Start of SUPPLIED ENTRIES

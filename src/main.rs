use std::process::ExitCode;

use anyhow::Context;
use monkey::{Config, EvaluationContext, MonkeyError};
use tokio::io::{self, AsyncBufReadExt, AsyncWriteExt};
use tracing_subscriber::{prelude::*, EnvFilter};

const PROMPT: &str = ">> ";

/// Install a stderr subscriber, but only when `RUST_LOG` asks for output.
fn init_tracing() {
    if std::env::var("RUST_LOG").is_err() {
        return;
    }

    let filter = EnvFilter::from_default_env();
    tracing_subscriber::registry()
        .with(tracing_subscriber::fmt::layer().with_writer(std::io::stderr))
        .with(filter)
        .init();
}

// Every message gets its own header line
fn format_parser_errors(errors: &[String]) -> String {
    errors.iter()
        .map(|error| format!("parser error:\n\t{}\n", error))
        .collect()
}

fn print_parser_errors(errors: &[String]) {
    print!("{}", format_parser_errors(errors));
}

async fn query(stdout: &mut io::Stdout, lines: &mut io::Lines<io::BufReader<io::Stdin>>) -> io::Result<Option<String>> {
    stdout.write_all(PROMPT.as_bytes()).await?;
    stdout.flush().await?;
    lines.next_line().await
}

async fn repl(mut context: EvaluationContext) -> anyhow::Result<ExitCode> {
    let mut lines = io::BufReader::new(io::stdin()).lines();
    let mut stdout = io::stdout();

    while let Some(line) = query(&mut stdout, &mut lines).await? {
        match context.evaluate_str(&line) {
            Ok(value) => println!("{}", value.inspect()),
            Err(MonkeyError::Parse(errors)) => print_parser_errors(&errors),
        }
    }

    Ok(ExitCode::SUCCESS)
}

async fn run_file(mut context: EvaluationContext, path: &str) -> anyhow::Result<ExitCode> {
    let source = tokio::fs::read_to_string(path).await
        .with_context(|| format!("failed to read {}", path))?;

    match context.evaluate_str(&source) {
        Ok(value) => {
            println!("{}", value.inspect());
            Ok(ExitCode::SUCCESS)
        }
        Err(MonkeyError::Parse(errors)) => {
            print_parser_errors(&errors);
            Ok(ExitCode::FAILURE)
        }
    }
}

#[tokio::main(flavor = "current_thread")]
async fn main() -> anyhow::Result<ExitCode> {
    init_tracing();

    let config = Config::from_env();
    tracing::debug!(?config, "starting");
    let context = EvaluationContext::with_config(config);

    let arguments = std::env::args().skip(1).collect::<Vec<_>>();
    match arguments.as_slice() {
        [] => repl(context).await,
        [path] => run_file(context, path).await,
        _ => anyhow::bail!("usage: monkey [FILE]"),
    }
}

End of SUPPLIED ENTRIES

EXERCISE DIRECTIONS: Your reply should consist of a single number, the count of lines in the records above that contain the string "value".

ANSWER TO THIS EXERCISE: 3